Bruce attended the event with his mother, Donna. His family learned of the opportunity through his tribe. And the 18-year-old, who was a leader on the Rock Hill High School football team this past season, jumped at it.
Bruce grew up in Rock Hill, a city known by many as “Football City USA” because the outsize share of high-level college and NFL talent it has produced. He got into playing football originally because of his brother, Logan — someone who loved football, Bruce said, but had to stop playing in the fifth grade because of a medical condition.
“I have two older brothers, and me being the young one, you always pay attention to the two of them. And my middle brother Logan always played football,” Bruce said. “I wanted to take my brother’s shoes. He was a really big motivation for me, seeing him love the game of football, and then seeing it get cut short from him just like that.”
It turned out that Bruce was quite good at football, too. He got picked for the Rock Hill youth All-Stars in second grade — a big deal to Football City USA — and his ascension never stopped, from Lesslie Elementary to Castle Heights Middle to Rock Hill High.

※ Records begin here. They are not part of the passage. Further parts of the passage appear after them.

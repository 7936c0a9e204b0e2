//! Remediation orchestrator
//!
//! Consumes detected errors and runs one [`Workflow`] task per distinct
//! error id. Duplicates arriving while an id is in flight are dropped.
//!
//! `stop()` drains: it stops reading the channel and then waits for every
//! task spawned from it. No step has a timeout, so a collaborator that never
//! returns keeps `stop()` pending.

use crate::collaborators::{Collaborators, Notifier};
use crate::config::RemediationConfig;
use crate::error::{ConfigError, OrchestratorError, RemediationFailure};
use crate::notify::WebhookNotifier;
use crate::stage::RemediationStage;
use crate::types::{DetectedError, RemediationOutcome, RemediationResult, Severity};
use crate::workflow::{Abort, Trace, Workflow};
use chrono::{DateTime, Utc};
use dashmap::mapref::entry::Entry;
use dashmap::DashMap;
use futures::FutureExt;
use parking_lot::Mutex;
use remedy_rollback::RollbackManager;
use serde::Serialize;
use std::any::Any;
use std::fmt;
use std::panic::AssertUnwindSafe;
use std::sync::Arc;
use tokio::sync::{mpsc, oneshot};
use tokio::task::{JoinError, JoinHandle, JoinSet};

/// One in-flight remediation
#[derive(Debug, Clone)]
struct ActiveRemediation {
    severity: Severity,
    started_at: DateTime<Utc>,
    trace: Arc<Trace>,
}

/// Snapshot of one in-flight remediation
#[derive(Debug, Clone, PartialEq, Eq, Serialize)]
pub struct ActiveStatus {
    /// Error being remediated
    pub error_id: String,
    /// Its severity
    pub severity: Severity,
    /// Current stage
    pub stage: RemediationStage,
    /// When the remediation was claimed
    pub started_at: DateTime<Utc>,
}

/// Snapshot returned by [`RemediationOrchestrator::status`]
#[derive(Debug, Clone, Serialize)]
pub struct OrchestratorStatus {
    /// Whether the error channel is being consumed
    pub running: bool,
    /// In-flight remediations, ordered by error id
    pub active_remediations: Vec<ActiveStatus>,
    /// Active configuration
    pub config: RemediationConfig,
}

/// Releases an in-flight claim when the owning task ends, panics included
struct InFlightClaim {
    active: Arc<DashMap<String, ActiveRemediation>>,
    error_id: String,
}

impl Drop for InFlightClaim {
    fn drop(&mut self) {
        self.active.remove(&self.error_id);
    }
}

struct Intake {
    shutdown: oneshot::Sender<()>,
    handle: JoinHandle<()>,
}

struct Inner {
    config: RemediationConfig,
    rollback: Arc<RollbackManager>,
    collaborators: Collaborators,
    notifier: Option<Arc<dyn Notifier>>,
    active: Arc<DashMap<String, ActiveRemediation>>,
}

/// Drives detected errors through fix, test, deploy and rollback
pub struct RemediationOrchestrator {
    inner: Arc<Inner>,
    intake: Mutex<Option<Intake>>,
}

impl RemediationOrchestrator {
    /// Create a stopped orchestrator
    ///
    /// A notifier in `collaborators` takes precedence over the configured
    /// webhook.
    ///
    /// # Errors
    /// `ConfigError::Invalid` if the configuration does not validate or the
    /// webhook client cannot be built
    pub fn new(
        config: RemediationConfig,
        rollback: Arc<RollbackManager>,
        collaborators: Collaborators,
    ) -> Result<Self, ConfigError> {
        config.validate()?;

        let notifier = match (&collaborators.notifier, &config.notification_webhook) {
            (Some(notifier), _) => Some(Arc::clone(notifier)),
            (None, Some(raw)) => Some(Arc::new(webhook(raw)?) as Arc<dyn Notifier>),
            (None, None) => None,
        };

        if config.dry_run {
            tracing::info!("dry run enabled, no source will be modified");
        }

        Ok(Self {
            inner: Arc::new(Inner {
                config,
                rollback,
                collaborators,
                notifier,
                active: Arc::new(DashMap::new()),
            }),
            intake: Mutex::new(None),
        })
    }

    /// Start consuming `errors`, one task per distinct error id
    ///
    /// Must be called from within a Tokio runtime.
    ///
    /// # Errors
    /// `OrchestratorError::AlreadyRunning` if already started
    pub async fn start(
        &self,
        errors: mpsc::Receiver<DetectedError>,
    ) -> Result<(), OrchestratorError> {
        let mut intake = self.intake.lock();
        if intake.is_some() {
            return Err(OrchestratorError::AlreadyRunning);
        }

        let (shutdown, shutdown_rx) = oneshot::channel();
        let handle = tokio::spawn(intake_loop(Arc::clone(&self.inner), errors, shutdown_rx));
        *intake = Some(Intake { shutdown, handle });

        tracing::info!("remediation orchestrator started");
        Ok(())
    }

    /// Stop consuming errors and wait for in-flight remediations to finish
    ///
    /// No-op when not running.
    ///
    /// # Errors
    /// `OrchestratorError::Intake` if the intake task panicked
    pub async fn stop(&self) -> Result<(), OrchestratorError> {
        let intake = self.intake.lock().take();
        let Some(Intake { shutdown, handle }) = intake else {
            return Ok(());
        };

        // The loop may already have exited on a closed channel
        let _ = shutdown.send(());
        tracing::info!(in_flight = self.inner.active.len(), "stopping, draining remediations");
        handle
            .await
            .map_err(|e| OrchestratorError::Intake(e.to_string()))?;

        tracing::info!("remediation orchestrator stopped");
        Ok(())
    }

    /// Remediate one error outside the stream
    ///
    /// Always yields exactly one result, audited like any other. If the id
    /// is already in flight nothing is attempted and the result is
    /// `Failed: DuplicateInFlight`.
    pub async fn manual_remediate(&self, error: DetectedError) -> RemediationResult {
        let trace = Arc::new(Trace::new(error.id.clone()));
        match self.inner.claim(&error, &trace) {
            Some(claim) => self.inner.remediate(error, claim, trace).await,
            None => self.inner.reject_duplicate(&error, &trace).await,
        }
    }

    /// Current state
    #[must_use]
    pub fn status(&self) -> OrchestratorStatus {
        let mut active_remediations: Vec<ActiveStatus> = self
            .inner
            .active
            .iter()
            .map(|entry| ActiveStatus {
                error_id: entry.key().clone(),
                severity: entry.severity,
                stage: entry.trace.stage(),
                started_at: entry.started_at,
            })
            .collect();
        active_remediations.sort_by(|a, b| a.error_id.cmp(&b.error_id));

        OrchestratorStatus {
            running: self.intake.lock().is_some(),
            active_remediations,
            config: self.inner.config.clone(),
        }
    }

    /// Backup manager shared with the workflows
    #[inline]
    #[must_use]
    pub fn rollback_manager(&self) -> &Arc<RollbackManager> {
        &self.inner.rollback
    }
}

impl fmt::Debug for RemediationOrchestrator {
    fn fmt(&self, f: &mut fmt::Formatter<'_>) -> fmt::Result {
        f.debug_struct("RemediationOrchestrator")
            .field("config", &self.inner.config)
            .field("active", &self.inner.active.len())
            .field("running", &self.intake.lock().is_some())
            .finish_non_exhaustive()
    }
}

impl Inner {
    /// Atomically claim `error.id`; `None` if it is already in flight
    fn claim(&self, error: &DetectedError, trace: &Arc<Trace>) -> Option<InFlightClaim> {
        match self.active.entry(error.id.clone()) {
            Entry::Occupied(_) => None,
            Entry::Vacant(slot) => {
                slot.insert(ActiveRemediation {
                    severity: error.severity,
                    started_at: Utc::now(),
                    trace: Arc::clone(trace),
                });
                Some(InFlightClaim {
                    active: Arc::clone(&self.active),
                    error_id: error.id.clone(),
                })
            }
        }
    }

    fn dispatch(self: &Arc<Self>, error: DetectedError, tasks: &mut JoinSet<()>) {
        let trace = Arc::new(Trace::new(error.id.clone()));
        let Some(claim) = self.claim(&error, &trace) else {
            tracing::warn!(error_id = %error.id, "remediation already in flight, dropping duplicate");
            return;
        };

        tracing::info!(error_id = %error.id, severity = %error.severity, category = %error.category, "remediation claimed");
        let inner = Arc::clone(self);
        tasks.spawn(async move {
            inner.remediate(error, claim, trace).await;
        });
    }

    async fn remediate(
        &self,
        error: DetectedError,
        claim: InFlightClaim,
        trace: Arc<Trace>,
    ) -> RemediationResult {
        let workflow = Workflow::new(
            self.config.clone(),
            Arc::clone(&self.rollback),
            self.collaborators.clone(),
            error,
            Arc::clone(&trace),
        );

        let outcome = match AssertUnwindSafe(workflow.run()).catch_unwind().await {
            Ok(Ok(outcome)) => outcome,
            Ok(Err(Abort(message))) => {
                tracing::error!(error_id = %claim.error_id, %message, "remediation aborted");
                trace.log(format!("aborted in stage {}: {message}", trace.stage()));
                RemediationOutcome::Failed {
                    reason: RemediationFailure::critical(message),
                }
            }
            Err(panic) => {
                let message = panic_message(panic.as_ref());
                tracing::error!(error_id = %claim.error_id, %message, "remediation panicked");
                trace.log(format!("panicked in stage {}: {message}", trace.stage()));
                RemediationOutcome::Failed {
                    reason: RemediationFailure::critical(format!("panic: {message}")),
                }
            }
        };

        let result = trace.finish(outcome);
        self.report(&result).await;

        // Release the claim and the backup pins before retention runs
        drop(claim);
        drop(trace);
        if let Err(e) = self.rollback.clean_old_backups().await {
            tracing::warn!(error = %e, "backup retention failed");
        }

        result
    }

    async fn reject_duplicate(&self, error: &DetectedError, trace: &Trace) -> RemediationResult {
        tracing::warn!(error_id = %error.id, "remediation already in flight, not starting another");
        trace.log(format!("remediation for {} already in flight, nothing attempted", error.id));
        let result = trace.finish(RemediationOutcome::Failed {
            reason: RemediationFailure::DuplicateInFlight,
        });
        self.report(&result).await;
        result
    }

    async fn report(&self, result: &RemediationResult) {
        if let Err(e) = self.collaborators.audit.log_remediation(result).await {
            tracing::warn!(error_id = %result.error_id, error = %e, "audit sink failed");
        }
        if let Some(notifier) = &self.notifier {
            if let Err(e) = notifier.notify(result).await {
                tracing::warn!(error_id = %result.error_id, error = %e, "notification failed");
            }
        }
    }
}

async fn intake_loop(
    inner: Arc<Inner>,
    mut errors: mpsc::Receiver<DetectedError>,
    mut shutdown: oneshot::Receiver<()>,
) {
    let mut tasks = JoinSet::new();

    loop {
        tokio::select! {
            biased;
            _ = &mut shutdown => break,
            received = errors.recv() => match received {
                Some(error) => inner.dispatch(error, &mut tasks),
                None => {
                    tracing::info!("error channel closed");
                    break;
                }
            },
            Some(joined) = tasks.join_next(), if !tasks.is_empty() => log_join(joined),
        }
    }

    while let Some(joined) = tasks.join_next().await {
        log_join(joined);
    }
}

fn log_join(joined: Result<(), JoinError>) {
    if let Err(e) = joined {
        tracing::error!(error = %e, "remediation task ended abnormally");
    }
}

fn panic_message(panic: &(dyn Any + Send)) -> String {
    if let Some(s) = panic.downcast_ref::<&str>() {
        (*s).to_string()
    } else if let Some(s) = panic.downcast_ref::<String>() {
        s.clone()
    } else {
        "unknown panic".to_string()
    }
}

fn webhook(raw: &str) -> Result<WebhookNotifier, ConfigError> {
    let invalid = |message: String| ConfigError::Invalid {
        field: "notification_webhook",
        message,
    };
    let url = reqwest::Url::parse(raw).map_err(|e| invalid(e.to_string()))?;
    WebhookNotifier::new(url).map_err(|e| invalid(e.to_string()))
}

“Just really proud of him, proud of the person that he’s become,” Rock Hill head coach Bubba Pittman told The Herald of his senior wide receiver. Bruce may only be 5-foot-10, but “he’s physical” and fast and “isn’t afraid to get in there and compete,” Pittman said. He was an explosive threat on kickoffs and punt returns and was a go-to receiver in 2021.
“He’s always looking out for others, always wanting to lift up other people,” Pittman said. “And he never wants to be a burden on anybody. He always wants to be a supporter, and I think that comes from his tribe.”
Nathan said he was compelled by the opportunity to play in the Indigenous Bowl for a variety of reasons.
“For me, (playing in the Indigenous Bowl) was really to represent the youth, you know what I mean?” Nathan said. “To let kids know that stuff’s out there: You just gotta go get it. And that’s just how life works. You gotta work for it.”
Nathan grew up having a ton of interests that still persist today. He’s on the Rock Hill shooting sports team. He loves fishing. He prefers working with his hands. He one day wants to be a welder because, he says, “everywhere you go you see them working.”
And he loves to hunt. He remembers first learning how to squirrel hunt with his father, Jason, and his older brothers, Logan and Taylor.
If you don’t interrupt him, Nathan can talk a while about hunting — waxing poetic about it like it’s more than a sport. Like it’s an art. A lifestyle.
Part of what he loves so much about it, he says, is the fact that it represents how, in this new and old way, he’s living off the land like his ancestors once did.
“It’s a connection. You really feel something,” he said. He added, “One thing I was always taught, not only from my parents but others too, is if you’re going to take from something, give back more than what you take.”
The same could be said about what was special about playing in that Indigenous Bowl game, or about wanting to represent his Rock Hill hometown and Catawba tribe and own family well — things he’s always done.
“That’s a really big saying for me: If you’re going to take from something, give back to it,” he said. “Give back more.”